An ultra-strong and ductile Mg-8.2Gd-3.8Y-1Zn-0.4Zr (wt pct) alloy was developed by using hot extrusion to modify the microstructure via forced-air cooling and an artificial aging treatment. A superior strength–ductility balance was obtained that had a tensile yield strength of 466 MPa and an elongation to failure of 14.5 pct. The local strain evolution during the in situ testing of the ultra-strong and ductile alloy was quantitatively analyzed with high-resolution electron backscattered diffraction and digital image correlation. The fracture behavior during the tensile test was characterized by synchrotron X-ray tomography along with SEM and STEM observations. The alloy showed a bimodal microstructure, consisting of dynamically recrystallized (DRXed) grains with random orientations and elongated hot-worked grains with $$ \left\langle { 10{\bar{\text{1}}}0} \right\rangle $$ parallel to the extrusion direction. The DRXed grains were deformed by the basal 〈a〉 slip and the hot-worked grains were deformed by the prismatic 〈a〉 slip dominantly. The strain evolution analysis indicated that the multilayered structure relaxed the strain localization via strain transfer from the DRXed to the hot-worked regions, which led to the high ductility of the alloy.
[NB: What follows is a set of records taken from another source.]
//! Mock serial port implementation for testing
//!
//! This module provides a mock meter output that can be used to test the
//! Teleinfo reader without requiring actual hardware. Reads return queued
//! bytes, stay pending while the queue is empty, and report end of stream
//! once [`MockSerialPort::close`] has been called and the queue is drained.

use crate::constants::{TELEINFO_ETX, TELEINFO_LF, TELEINFO_STX};
use crate::teleinfo::line::encode_line;
use std::collections::VecDeque;
use std::io;
use std::pin::Pin;
use std::sync::{Arc, Mutex, MutexGuard};
use std::task::{Context, Poll, Waker};
use tokio::io::{AsyncRead, ReadBuf};

#[derive(Default)]
struct MockState {
    rx: VecDeque<u8>,
    closed: bool,
    next_error: Option<io::Error>,
    waker: Option<Waker>,
}

/// Mock serial port that simulates a meter emitting Teleinfo frames
#[derive(Clone, Default)]
pub struct MockSerialPort {
    state: Arc<Mutex<MockState>>,
}

impl MockSerialPort {
    pub fn new() -> Self {
        Self::default()
    }

    fn lock(&self) -> MutexGuard<'_, MockState> {
        // A poisoned mock only happens after a failed assertion elsewhere
        self.state.lock().unwrap_or_else(|e| e.into_inner())
    }

    fn wake(state: &mut MockState) {
        if let Some(waker) = state.waker.take() {
            waker.wake();
        }
    }

    /// Queue data to be read from the port
    pub fn queue_rx_data(&self, data: &[u8]) {
        let mut state = self.lock();
        state.rx.extend(data);
        Self::wake(&mut state);
    }

    /// Queue one information group with a correct checksum
    pub fn queue_field(&self, key: &str, value: &str) {
        self.queue_rx_data(&encode_line(key, value));
    }

    /// Queue a complete frame as a meter sends it: STX, one group per
    /// line, ETX. Consecutive frames put ETX and STX on the same line.
    pub fn queue_frame(&self, fields: &[(&str, &str)]) {
        let mut bytes = vec![TELEINFO_STX, TELEINFO_LF];
        for (key, value) in fields {
            bytes.extend(encode_line(key, value));
        }
        bytes.push(TELEINFO_ETX);
        self.queue_rx_data(&bytes);
    }

    /// Number of bytes not read yet
    pub fn pending_rx(&self) -> usize {
        self.lock().rx.len()
    }

    /// Signal end of stream once the queued data has been read
    pub fn close(&self) {
        let mut state = self.lock();
        state.closed = true;
        Self::wake(&mut state);
    }

    /// Set an error to be returned on the next read
    pub fn set_next_error(&self, error: io::Error) {
        let mut state = self.lock();
        state.next_error = Some(error);
        Self::wake(&mut state);
    }
}

impl AsyncRead for MockSerialPort {
    fn poll_read(
        self: Pin<&mut Self>,
        cx: &mut Context<'_>,
        buf: &mut ReadBuf<'_>,
    ) -> Poll<io::Result<()>> {
        let mut state = self.lock();

        if let Some(error) = state.next_error.take() {
            return Poll::Ready(Err(error));
        }

        let available = state.rx.len().min(buf.remaining());
        if available > 0 {
            let data: Vec<u8> = state.rx.drain(..available).collect();
            buf.put_slice(&data);
            return Poll::Ready(Ok(()));
        }

        if state.closed {
            // Zero bytes read: end of stream
            return Poll::Ready(Ok(()));
        }

        state.waker = Some(cx.waker().clone());
        Poll::Pending
    }
}
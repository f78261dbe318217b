//! Reader loop tests over scripted byte streams.

use std::time::Duration;
use teleinfo_rs::teleinfo::line::encode_line;
use teleinfo_rs::teleinfo::serial_mock::MockSerialPort;
use teleinfo_rs::{
    FieldValue, MemorySink, ReaderConfig, SerialLineSource, SinkHandle, TeleinfoReader,
};
use tokio::sync::oneshot;

fn meter_frame(papp: &str) -> Vec<u8> {
    let mut bytes = vec![0x03, 0x02, b'\n'];
    bytes.extend(encode_line("ADCO", "031428097115"));
    bytes.extend(encode_line("OPTARIF", "BASE"));
    bytes.extend(encode_line("PAPP", papp));
    bytes
}

/// Chunks of the stream cut lines at arbitrary places, as a serial driver
/// does; lines are rebuilt before decoding.
#[tokio::test]
async fn test_lines_split_across_reads() {
    let mut stream = meter_frame("00420");
    stream.extend(meter_frame("00430"));
    stream.extend(b"\x03\x02\n");

    let mut builder = tokio_test::io::Builder::new();
    for chunk in stream.chunks(7) {
        builder.read(chunk);
    }
    let source = SerialLineSource::new(builder.build(), Duration::from_secs(1));

    let sink = MemorySink::new();
    let handle = SinkHandle::spawn(sink.clone(), 8);
    let (_stop, shutdown) = oneshot::channel();
    let mut reader = TeleinfoReader::new(source, ReaderConfig::default());
    let stats = reader.run(&handle, shutdown).await.unwrap();
    let sink_stats = handle.close().await.unwrap();

    assert_eq!(stats.frames_forwarded, 2);
    assert_eq!(sink_stats.written, 2);
    assert_eq!(stats.assembler.lines_rejected(), 0);

    let frames = sink.frames();
    assert_eq!(frames[0].get("PAPP"), Some(&FieldValue::Integer(420)));
    assert_eq!(frames[1].get("PAPP"), Some(&FieldValue::Integer(430)));
    assert!(frames.iter().all(|f| !f.contains_key("ADCO")));
    assert_eq!(
        reader.assembler().meter_address(),
        Some(&FieldValue::Integer(31428097115))
    );
}

/// A sink that fails does not stop the capture.
#[tokio::test]
async fn test_failing_sink_does_not_stop_reader() {
    let mock = MockSerialPort::new();
    for iinst in ["001", "002", "003"] {
        mock.queue_frame(&[("IINST", iinst)]);
    }
    mock.queue_rx_data(b"\x02\n");
    mock.close();

    let sink = MemorySink::new();
    sink.set_failing(true);
    let handle = SinkHandle::spawn(sink.clone(), 8);
    let (_stop, shutdown) = oneshot::channel();
    let source = SerialLineSource::new(mock, Duration::from_millis(100));
    let stats = TeleinfoReader::new(source, ReaderConfig::default())
        .run(&handle, shutdown)
        .await
        .unwrap();
    let sink_stats = handle.close().await.unwrap();

    assert_eq!(stats.frames_forwarded, 3);
    assert_eq!(sink_stats.failed, 3);
    assert!(sink.frames().is_empty());
}

/// Silence on the line is reported as timeouts, not as end of stream.
#[tokio::test]
async fn test_silent_line_times_out_until_shutdown() {
    let mock = MockSerialPort::new();
    let sink = MemorySink::new();
    let handle = SinkHandle::spawn(sink.clone(), 8);
    let (stop, shutdown) = oneshot::channel();

    let source = SerialLineSource::new(mock.clone(), Duration::from_millis(10));
    let mut reader = TeleinfoReader::new(source, ReaderConfig::default());
    let feeder = async move {
        tokio::time::sleep(Duration::from_millis(60)).await;
        mock.queue_frame(&[("PAPP", "01289")]);
        mock.queue_rx_data(b"\x02\n");
        tokio::time::sleep(Duration::from_millis(60)).await;
        let _ = stop.send(());
    };
    let (stats, ()) = tokio::join!(reader.run(&handle, shutdown), feeder);
    handle.close().await.unwrap();

    let stats = stats.unwrap();
    assert!(stats.read_timeouts >= 2);
    assert_eq!(stats.frames_forwarded, 1);
    assert_eq!(sink.frames()[0].get("PAPP"), Some(&FieldValue::Integer(1289)));
}

/// An I/O error from the port ends the run with that error.
#[tokio::test]
async fn test_port_error_is_returned() {
    let mock = MockSerialPort::new();
    mock.queue_frame(&[("IINST", "005")]);
    mock.set_next_error(std::io::Error::new(
        std::io::ErrorKind::BrokenPipe,
        "device unplugged",
    ));

    let handle = SinkHandle::spawn(MemorySink::new(), 8);
    let (_stop, shutdown) = oneshot::channel();
    let source = SerialLineSource::new(mock, Duration::from_secs(1));
    let result = TeleinfoReader::new(source, ReaderConfig::default())
        .run(&handle, shutdown)
        .await;
    handle.close().await.unwrap();

    assert!(matches!(result, Err(teleinfo_rs::TeleinfoError::Io(_))));
}
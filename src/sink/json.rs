//! JSON-lines sink: one `{"time": ..., "fields": {...}}` object per frame.

use crate::error::TeleinfoError;
use crate::sink::{FrameSink, TimestampedFrame};
use async_trait::async_trait;
use tokio::io::{AsyncWrite, AsyncWriteExt};

pub struct JsonLinesSink<W> {
    writer: W,
}

impl<W: AsyncWrite + Unpin + Send> JsonLinesSink<W> {
    pub fn new(writer: W) -> Self {
        JsonLinesSink { writer }
    }

    pub fn into_inner(self) -> W {
        self.writer
    }
}

impl JsonLinesSink<tokio::io::Stdout> {
    pub fn stdout() -> Self {
        Self::new(tokio::io::stdout())
    }
}

#[async_trait]
impl<W: AsyncWrite + Unpin + Send> FrameSink for JsonLinesSink<W> {
    fn name(&self) -> &'static str {
        "json"
    }

    async fn write_frame(&mut self, frame: &TimestampedFrame) -> Result<(), TeleinfoError> {
        let mut line = serde_json::to_vec(frame)?;
        line.push(b'\n');
        self.writer.write_all(&line).await?;
        self.writer.flush().await?;
        Ok(())
    }

    async fn flush(&mut self) -> Result<(), TeleinfoError> {
        self.writer.flush().await?;
        Ok(())
    }
}

#[cfg(test)]
mod tests {
    use super::*;
    use crate::teleinfo::frame::{Field, Frame};

    #[tokio::test]
    async fn test_one_object_per_line() {
        let mut sink = JsonLinesSink::new(Vec::new());
        for iinst in [4i64, 5] {
            let frame: Frame = [Field::new("IINST", iinst), Field::new("PTEC", "HP..")]
                .into_iter()
                .collect();
            sink.write_frame(&TimestampedFrame::now(frame)).await.unwrap();
        }

        let out = String::from_utf8(sink.into_inner()).unwrap();
        let lines: Vec<serde_json::Value> = out
            .lines()
            .map(|l| serde_json::from_str(l).unwrap())
            .collect();
        assert_eq!(lines.len(), 2);
        assert_eq!(lines[1]["fields"]["IINST"], 5);
        assert_eq!(lines[1]["fields"]["PTEC"], "HP..");
        assert!(lines[0]["time"].is_string());
    }
}
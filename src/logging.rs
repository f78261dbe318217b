//! # Logging
//!
//! Thin helpers over the `log` facade with `env_logger` as backend, plus a
//! rate limiter for the warnings a noisy serial line can produce.

use log::{debug, error, info, log_enabled, warn, Level};
use std::time::{Duration, Instant};

/// Initializes the logger with the `env_logger` crate.
///
/// Verbosity is read from `RUST_LOG` and defaults to `info`.
pub fn init_logger() {
    let _ = env_logger::Builder::from_env(env_logger::Env::default().default_filter_or("info"))
        .format_timestamp_secs()
        .try_init();
}

/// Logs an error message.
pub fn log_error(message: &str) {
    if log_enabled!(Level::Error) {
        error!("{message}");
    }
}

/// Logs a warning message.
pub fn log_warn(message: &str) {
    if log_enabled!(Level::Warn) {
        warn!("{message}");
    }
}

/// Logs an informational message.
pub fn log_info(message: &str) {
    if log_enabled!(Level::Info) {
        info!("{message}");
    }
}

/// Logs a debug message.
pub fn log_debug(message: &str) {
    if log_enabled!(Level::Debug) {
        debug!("{message}");
    }
}

/// Logs raw line bytes as hex, for lines that cannot be shown as text.
pub fn log_line_hex(label: &str, raw: &[u8]) {
    if log_enabled!(Level::Debug) {
        debug!("{label} ({} bytes): {}", raw.len(), hex::encode(raw));
    }
}

/// Throttling structure for rate-limiting log messages
///
/// A meter wired through a poor optocoupler can emit hundreds of corrupted
/// lines per minute. The throttle lets the first `cap` messages of each
/// window through and swallows the rest.
#[derive(Debug)]
pub struct LogThrottle {
    window: Duration,
    cap: u32,
    count: u32,
    suppressed: u64,
    t0: Instant,
}

impl LogThrottle {
    /// Create new throttle with time window and message cap
    ///
    /// # Examples
    /// ```rust
    /// use std::time::Duration;
    /// use teleinfo_rs::logging::LogThrottle;
    ///
    /// // Allow 5 messages per minute
    /// let mut throttle = LogThrottle::new(Duration::from_secs(60), 5);
    /// assert!(throttle.allow());
    /// ```
    pub fn new(window: Duration, cap: u32) -> Self {
        Self {
            window,
            cap,
            count: 0,
            suppressed: 0,
            t0: Instant::now(),
        }
    }

    /// Returns `true` if the message should be logged. The counter resets
    /// once the window has expired.
    pub fn allow(&mut self) -> bool {
        let now = Instant::now();
        if now.duration_since(self.t0) > self.window {
            self.t0 = now;
            self.count = 0;
        }

        self.count = self.count.saturating_add(1);
        let allowed = self.count <= self.cap;
        if !allowed {
            self.suppressed += 1;
        }
        allowed
    }

    /// Total number of messages swallowed since creation.
    pub fn suppressed(&self) -> u64 {
        self.suppressed
    }
}

impl Default for LogThrottle {
    fn default() -> Self {
        Self::new(Duration::from_secs(60), 10)
    }
}
//! UI state holders for the four page variants.
//!
//! Each holder owns a small selection record and a view record. Actions mutate
//! the selection, rewrite the view and may announce through a live region.
//! Actions that the pages delay with a timer are queued as a pending change and
//! committed by [`HelloWorldDemo::advance`] / [`AccessibleHelloWorldApp::advance`];
//! a newer action replaces whatever is still pending.

use rand::Rng;
use rand::seq::SliceRandom;
use serde::{Deserialize, Serialize};
use std::fmt;
use std::str::FromStr;
use std::time::{Duration, Instant};
use tracing::{debug, warn};

use crate::a11y::{Announcer, Politeness};
use crate::greeting::{
    self, DEFAULT_GREETING, GreetingStyle, Language, NameError, TimeOfDay, UnknownVariant,
};
use crate::settings::{self, AccessibilitySettings, FontSize, SettingsStore};

pub const LANGUAGE_DELAY: Duration = Duration::from_millis(500);
pub const THEME_DELAY: Duration = Duration::from_millis(300);
pub const RESET_DELAY: Duration = Duration::from_millis(500);
pub const HELLO_DELAY: Duration = Duration::from_millis(800);

const WELCOME_MESSAGE: &str = "Welcome to our Hello World application!";

#[derive(Debug, Clone, Copy, PartialEq, Eq, Default, Serialize, Deserialize)]
#[serde(rename_all = "lowercase")]
pub enum Theme {
    #[default]
    Modern,
    Classic,
    Minimal,
    Vibrant,
    Dark,
}

impl Theme {
    pub const ALL: [Theme; 5] = [
        Theme::Modern,
        Theme::Classic,
        Theme::Minimal,
        Theme::Vibrant,
        Theme::Dark,
    ];

    pub fn as_str(self) -> &'static str {
        match self {
            Theme::Modern => "modern",
            Theme::Classic => "classic",
            Theme::Minimal => "minimal",
            Theme::Vibrant => "vibrant",
            Theme::Dark => "dark",
        }
    }

    pub fn label(self) -> &'static str {
        match self {
            Theme::Modern => "Modern",
            Theme::Classic => "Classic",
            Theme::Minimal => "Minimal",
            Theme::Vibrant => "Vibrant",
            Theme::Dark => "Dark",
        }
    }
}

impl fmt::Display for Theme {
    fn fmt(&self, f: &mut fmt::Formatter<'_>) -> fmt::Result {
        f.write_str(self.as_str())
    }
}

impl FromStr for Theme {
    type Err = UnknownVariant;

    fn from_str(s: &str) -> Result<Self, Self::Err> {
        Theme::ALL
            .into_iter()
            .find(|t| t.as_str().eq_ignore_ascii_case(s.trim()))
            .ok_or_else(|| UnknownVariant::new("theme", s))
    }
}

#[derive(Debug, Clone, Copy, PartialEq, Eq, Default, Serialize, Deserialize)]
#[serde(rename_all = "lowercase")]
pub enum Animation {
    #[default]
    Fade,
    Slide,
    Bounce,
    Typewriter,
    Pulse,
    Rotate,
}

impl Animation {
    pub const ALL: [Animation; 6] = [
        Animation::Fade,
        Animation::Slide,
        Animation::Bounce,
        Animation::Typewriter,
        Animation::Pulse,
        Animation::Rotate,
    ];

    pub fn as_str(self) -> &'static str {
        match self {
            Animation::Fade => "fade",
            Animation::Slide => "slide",
            Animation::Bounce => "bounce",
            Animation::Typewriter => "typewriter",
            Animation::Pulse => "pulse",
            Animation::Rotate => "rotate",
        }
    }

    /// Class added next to `hello-text`. Rotate is applied as an inline
    /// animation instead.
    pub fn css_class(self) -> Option<&'static str> {
        match self {
            Animation::Fade => Some("animate-fade"),
            Animation::Slide => Some("animate-slide"),
            Animation::Bounce => Some("animate-bounce"),
            Animation::Typewriter => Some("typewriter-effect"),
            Animation::Pulse => Some("animate-pulse"),
            Animation::Rotate => None,
        }
    }

    pub fn inline_style(self) -> Option<&'static str> {
        match self {
            Animation::Rotate => Some("rotate 0.6s ease-out"),
            _ => None,
        }
    }
}

impl fmt::Display for Animation {
    fn fmt(&self, f: &mut fmt::Formatter<'_>) -> fmt::Result {
        f.write_str(self.as_str())
    }
}

impl FromStr for Animation {
    type Err = UnknownVariant;

    fn from_str(s: &str) -> Result<Self, Self::Err> {
        Animation::ALL
            .into_iter()
            .find(|a| a.as_str().eq_ignore_ascii_case(s.trim()))
            .ok_or_else(|| UnknownVariant::new("animation", s))
    }
}

#[derive(Debug, Clone, Copy, PartialEq, Eq, Default, Serialize)]
pub struct DemoSelection {
    pub language: Language,
    pub theme: Theme,
    pub animation: Animation,
}

#[derive(Debug, Clone, PartialEq, Eq, Serialize)]
pub struct DemoView {
    pub text: String,
    pub aria_label: String,
    pub subtitle: String,
    pub time_info: String,
    pub direction: &'static str,
    pub theme_class: String,
    pub animation_class: Option<&'static str>,
    pub inline_animation: Option<&'static str>,
    pub loading: bool,
}

impl DemoView {
    fn new() -> Self {
        let greeting = Language::En.demo_greeting();
        Self {
            text: greeting.text.to_string(),
            aria_label: format!("Greeting: {}", greeting.text),
            subtitle: greeting.subtitle.to_string(),
            time_info: String::new(),
            direction: "ltr",
            theme_class: format!("hello-container theme-{}", Theme::default()),
            animation_class: Animation::default().css_class(),
            inline_animation: None,
            loading: false,
        }
    }
}

#[derive(Debug, Clone, Copy, PartialEq, Eq, Serialize)]
pub struct SessionStats {
    pub greeting_count: u64,
    pub language_switches: u64,
    pub theme_changes: u64,
    #[serde(skip)]
    pub session_start: Instant,
}

impl SessionStats {
    fn new(now: Instant) -> Self {
        Self {
            greeting_count: 0,
            language_switches: 0,
            theme_changes: 0,
            session_start: now,
        }
    }

    /// Elapsed session time as `MM:SS`.
    pub fn elapsed_label(&self, now: Instant) -> String {
        format_session_time(now.saturating_duration_since(self.session_start))
    }
}

pub fn format_session_time(elapsed: Duration) -> String {
    let secs = elapsed.as_secs();
    format!("{:02}:{:02}", secs / 60, secs % 60)
}

#[derive(Debug, Clone, Copy, PartialEq, Eq)]
enum DemoChange {
    Language(Language),
    Theme(Theme),
    Reset,
}

#[derive(Debug, Clone, Copy)]
struct Pending<T> {
    remaining: Duration,
    change: T,
}

/// Keyboard shortcuts recognised by the demo page (Ctrl or Cmd held).
#[derive(Debug, Clone, Copy, PartialEq, Eq)]
pub enum DemoShortcut {
    Randomize,
    TimeGreeting,
    Reset,
    Fullscreen,
}

impl DemoShortcut {
    pub fn from_key(key: &str, ctrl_or_meta: bool) -> Option<Self> {
        if !ctrl_or_meta {
            return None;
        }
        match key.to_ascii_lowercase().as_str() {
            "r" => Some(DemoShortcut::Randomize),
            "t" => Some(DemoShortcut::TimeGreeting),
            "h" => Some(DemoShortcut::Reset),
            "f" => Some(DemoShortcut::Fullscreen),
            _ => None,
        }
    }
}

/// The ten-language demo page.
#[derive(Debug, Clone)]
pub struct HelloWorldDemo {
    selection: DemoSelection,
    view: DemoView,
    stats: SessionStats,
    pending: Option<Pending<DemoChange>>,
    fullscreen: bool,
    announcer: Announcer,
}

impl Default for HelloWorldDemo {
    fn default() -> Self {
        Self::new(Instant::now())
    }
}
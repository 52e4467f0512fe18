//! Accessible Hello World: greeting catalogs, accessibility helpers, UI state
//! holders and (behind the `web` feature) the HTTP server that serves them.

pub mod a11y;
pub mod app;
pub mod greeting;
pub mod settings;

#[cfg(feature = "web")]
pub mod web;

pub use a11y::{ContrastReport, Rgb, check_contrast, contrast};
pub use app::{AccessibleHelloWorldApp, HelloWorldApp, HelloWorldComponent, HelloWorldDemo};
pub use greeting::{DEFAULT_GREETING, GreetingStyle, Language, TimeOfDay};
pub use settings::{AccessibilitySettings, FileStore, FontSize, MemoryStore, SettingsStore};
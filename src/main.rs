#[cfg(feature = "cli")]
mod cli;

#[cfg(feature = "cli")]
fn main() {
    if let Err(err) = cli::run() {
        eprintln!("error: {err}");
        std::process::exit(1);
    }
}

#[cfg(not(feature = "cli"))]
fn main() {
    eprintln!("hello-world-rs was built without the `cli` feature; rebuild with `--features cli`.");
}
#[cfg(test)]
mod tests {
    use super::*;

    #[test]
    fn language_codes_round_trip_through_lookup() {
        for lang in Language::ALL {
            assert_eq!(Language::from_code(lang.code()), Some(lang));
        }
        assert_eq!(Language::from_code("ES"), Some(Language::Es));
        assert_eq!(Language::from_code("xx"), None);
        assert!("klingon".parse::<Language>().is_err());
    }

    #[test]
    fn demo_catalog_uses_exact_literals() {
        assert_eq!(Language::En.demo_greeting().text, "Hello, World!");
        assert_eq!(Language::Es.demo_greeting().text, "¡Hola, Mundo!");
        assert_eq!(Language::Ja.demo_greeting().text, "こんにちは、世界！");
        assert_eq!(Language::Ar.demo_greeting().text, "مرحبا بالعالم!");
    }

    #[test]
    fn only_arabic_is_rtl() {
        let rtl: Vec<_> = Language::ALL.into_iter().filter(|l| l.is_rtl()).collect();
        assert_eq!(rtl, vec![Language::Ar]);
        assert_eq!(Language::Ar.direction(), "rtl");
        assert_eq!(Language::De.direction(), "ltr");
    }

    #[test]
    fn component_catalog_covers_five_languages() {
        for lang in Language::COMPONENT {
            assert!(lang.component_phrases().is_some(), "{lang}");
        }
        assert!(Language::Ru.component_phrases().is_none());
    }

    #[test]
    fn time_of_day_buckets() {
        assert_eq!(TimeOfDay::from_hour(4), TimeOfDay::Night);
        assert_eq!(TimeOfDay::from_hour(5), TimeOfDay::Morning);
        assert_eq!(TimeOfDay::from_hour(11), TimeOfDay::Morning);
        assert_eq!(TimeOfDay::from_hour(12), TimeOfDay::Afternoon);
        assert_eq!(TimeOfDay::from_hour(17), TimeOfDay::Evening);
        assert_eq!(TimeOfDay::from_hour(21), TimeOfDay::Night);
    }

    #[test]
    fn time_greeting_falls_back_to_english() {
        assert_eq!(
            Language::De.time_greeting(TimeOfDay::Morning),
            "Good Morning, World!"
        );
        assert_eq!(
            Language::Fr.time_greeting(TimeOfDay::Evening),
            "Bonsoir, le Monde!"
        );
    }

    #[test]
    fn greeting_styles_render_named_and_anonymous() {
        assert_eq!(
            GreetingStyle::Casual.render(Some("Ann")),
            "Hey Ann! Welcome to our Hello World app!"
        );
        assert_eq!(
            GreetingStyle::Formal.render(Some("   ")),
            GreetingStyle::Formal.render(None)
        );
        assert_eq!("ENTHUSIASTIC".parse(), Ok(GreetingStyle::Enthusiastic));
    }

    #[test]
    fn form_name_validation() {
        assert_eq!(validate_form_name(""), Ok(()));
        assert_eq!(validate_form_name("A"), Err(NameError::TooShort));
        assert_eq!(validate_form_name("Mary-Jane O'Neil"), Ok(()));
        assert_eq!(
            validate_form_name("R2D2"),
            Err(NameError::InvalidCharacters)
        );
    }

    #[test]
    fn component_input_validation() {
        assert_eq!(validate_component_input("Ann"), Ok(()));
        assert_eq!(
            validate_component_input("<b>Ann</b>"),
            Err(NameError::ContainsMarkup)
        );
        let long = "a".repeat(MAX_NAME_LEN + 1);
        assert_eq!(validate_component_input(&long), Err(NameError::TooLong));
    }

    #[test]
    fn sanitize_strips_markup_and_caps_length() {
        assert_eq!(sanitize_input("  <script>x</script>Ann  "), "xAnn");
        assert_eq!(sanitize_input("Tom & \"Jerry\""), "Tom  Jerry");
        assert_eq!(sanitize_input(&"b".repeat(80)).len(), MAX_NAME_LEN);
    }

    #[test]
    fn component_greeting_replaces_world() {
        assert_eq!(format_component_greeting(Language::En, "Ann"), "Hello Ann!");
        assert_eq!(format_component_greeting(Language::Es, "Ann"), "Hola Ann!");
        assert_eq!(
            format_component_greeting(Language::Fr, "Ann"),
            "Bonjour Ann!"
        );
    }

    #[test]
    fn hello_message_defaults_to_world() {
        assert_eq!(hello_message(Some("Ann")), "Hello, Ann!");
        assert_eq!(hello_message(None), "Hello, World!");
        assert_eq!(hello_message(Some("")), "Hello, World!");
        assert_eq!(hello_message(Some("  ")), "Hello,   !");
    }

    #[test]
    fn random_pool_has_seven_entries() {
        let pool = random_greeting_pool(Language::It);
        assert_eq!(pool.len(), 7);
        assert_eq!(pool[0], "Ciao Mondo");
    }
}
Precipitation of the γ′ on basal planes and the β′ phases on the prismatic planes of the α-Mg generated closed volumes, which enhanced the strength by pinning dislocations effectively, and contributed to the high ductility by impeding the propagation of micro-cracks inside the grains. The deformation incompatibility between the hot-worked grains and the arched block-shaped long-period stacking ordered (LPSO) phases induced the crack initiation and propagation, which fractured the alloy.